> _SOURCE MATERIAL_

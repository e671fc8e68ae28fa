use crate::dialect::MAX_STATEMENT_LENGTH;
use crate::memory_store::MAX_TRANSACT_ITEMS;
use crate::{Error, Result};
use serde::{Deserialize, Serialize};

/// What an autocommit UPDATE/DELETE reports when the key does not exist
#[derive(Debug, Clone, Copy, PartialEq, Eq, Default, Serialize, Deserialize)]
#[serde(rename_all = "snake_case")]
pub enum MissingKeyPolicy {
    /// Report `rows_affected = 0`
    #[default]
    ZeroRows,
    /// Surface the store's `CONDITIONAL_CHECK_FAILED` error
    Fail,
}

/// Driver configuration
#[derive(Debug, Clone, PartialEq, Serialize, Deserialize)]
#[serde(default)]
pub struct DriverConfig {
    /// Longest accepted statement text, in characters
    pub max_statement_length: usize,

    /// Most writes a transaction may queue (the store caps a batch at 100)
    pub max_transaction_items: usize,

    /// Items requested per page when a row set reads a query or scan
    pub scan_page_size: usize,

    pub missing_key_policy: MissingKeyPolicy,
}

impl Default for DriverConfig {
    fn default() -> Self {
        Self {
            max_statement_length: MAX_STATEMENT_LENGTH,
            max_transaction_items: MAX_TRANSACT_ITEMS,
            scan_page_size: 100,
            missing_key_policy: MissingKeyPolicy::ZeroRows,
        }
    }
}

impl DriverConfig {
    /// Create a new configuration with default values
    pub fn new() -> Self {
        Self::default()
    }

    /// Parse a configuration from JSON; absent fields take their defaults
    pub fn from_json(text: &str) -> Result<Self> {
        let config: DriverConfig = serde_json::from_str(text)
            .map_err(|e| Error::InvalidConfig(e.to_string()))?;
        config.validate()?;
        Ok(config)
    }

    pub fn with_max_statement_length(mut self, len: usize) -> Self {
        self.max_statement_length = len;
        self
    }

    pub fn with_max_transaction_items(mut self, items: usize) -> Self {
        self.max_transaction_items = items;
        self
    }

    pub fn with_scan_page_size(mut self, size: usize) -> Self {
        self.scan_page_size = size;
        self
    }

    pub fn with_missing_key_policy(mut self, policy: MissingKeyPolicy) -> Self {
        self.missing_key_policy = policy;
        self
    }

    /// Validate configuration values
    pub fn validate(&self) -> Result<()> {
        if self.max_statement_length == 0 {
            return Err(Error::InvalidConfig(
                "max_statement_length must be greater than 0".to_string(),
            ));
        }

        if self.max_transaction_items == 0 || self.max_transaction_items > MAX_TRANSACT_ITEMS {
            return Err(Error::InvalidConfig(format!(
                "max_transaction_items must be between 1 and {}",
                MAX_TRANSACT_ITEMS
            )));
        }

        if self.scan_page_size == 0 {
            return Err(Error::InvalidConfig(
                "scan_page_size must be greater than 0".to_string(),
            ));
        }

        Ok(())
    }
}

> _PROBLEM STATEMENT_
Would you repeat each of the records above exactly?

> _OUTPUT FOR THIS EXERCISE_
repository e671fc8e68ae28fa
use crate::dialect::MAX_STATEMENT_LENGTH;
use crate::memory_store::MAX_TRANSACT_ITEMS;
use crate::{Error, Result};
use serde::{Deserialize, Serialize};

/// What an autocommit UPDATE/DELETE reports when the key does not exist
#[derive(Debug, Clone, Copy, PartialEq, Eq, Default, Serialize, Deserialize)]
#[serde(rename_all = "snake_case")]
pub enum MissingKeyPolicy {
    /// Report `rows_affected = 0`
    #[default]
    ZeroRows,
    /// Surface the store's `CONDITIONAL_CHECK_FAILED` error
    Fail,
}

/// Driver configuration
#[derive(Debug, Clone, PartialEq, Serialize, Deserialize)]
#[serde(default)]
pub struct DriverConfig {
    /// Longest accepted statement text, in characters
    pub max_statement_length: usize,

    /// Most writes a transaction may queue (the store caps a batch at 100)
    pub max_transaction_items: usize,

    /// Items requested per page when a row set reads a query or scan
    pub scan_page_size: usize,

    pub missing_key_policy: MissingKeyPolicy,
}

impl Default for DriverConfig {
    fn default() -> Self {
        Self {
            max_statement_length: MAX_STATEMENT_LENGTH,
            max_transaction_items: MAX_TRANSACT_ITEMS,
            scan_page_size: 100,
            missing_key_policy: MissingKeyPolicy::ZeroRows,
        }
    }
}

impl DriverConfig {
    /// Create a new configuration with default values
    pub fn new() -> Self {
        Self::default()
    }

    /// Parse a configuration from JSON; absent fields take their defaults
    pub fn from_json(text: &str) -> Result<Self> {
        let config: DriverConfig = serde_json::from_str(text)
            .map_err(|e| Error::InvalidConfig(e.to_string()))?;
        config.validate()?;
        Ok(config)
    }

    pub fn with_max_statement_length(mut self, len: usize) -> Self {
        self.max_statement_length = len;
        self
    }

    pub fn with_max_transaction_items(mut self, items: usize) -> Self {
        self.max_transaction_items = items;
        self
    }

    pub fn with_scan_page_size(mut self, size: usize) -> Self {
        self.scan_page_size = size;
        self
    }

    pub fn with_missing_key_policy(mut self, policy: MissingKeyPolicy) -> Self {
        self.missing_key_policy = policy;
        self
    }

    /// Validate configuration values
    pub fn validate(&self) -> Result<()> {
        if self.max_statement_length == 0 {
            return Err(Error::InvalidConfig(
                "max_statement_length must be greater than 0".to_string(),
            ));
        }

        if self.max_transaction_items == 0 || self.max_transaction_items > MAX_TRANSACT_ITEMS {
            return Err(Error::InvalidConfig(format!(
                "max_transaction_items must be between 1 and {}",
                MAX_TRANSACT_ITEMS
            )));
        }

        if self.scan_page_size == 0 {
            return Err(Error::InvalidConfig(
                "scan_page_size must be greater than 0".to_string(),
            ));
        }

        Ok(())
    }
}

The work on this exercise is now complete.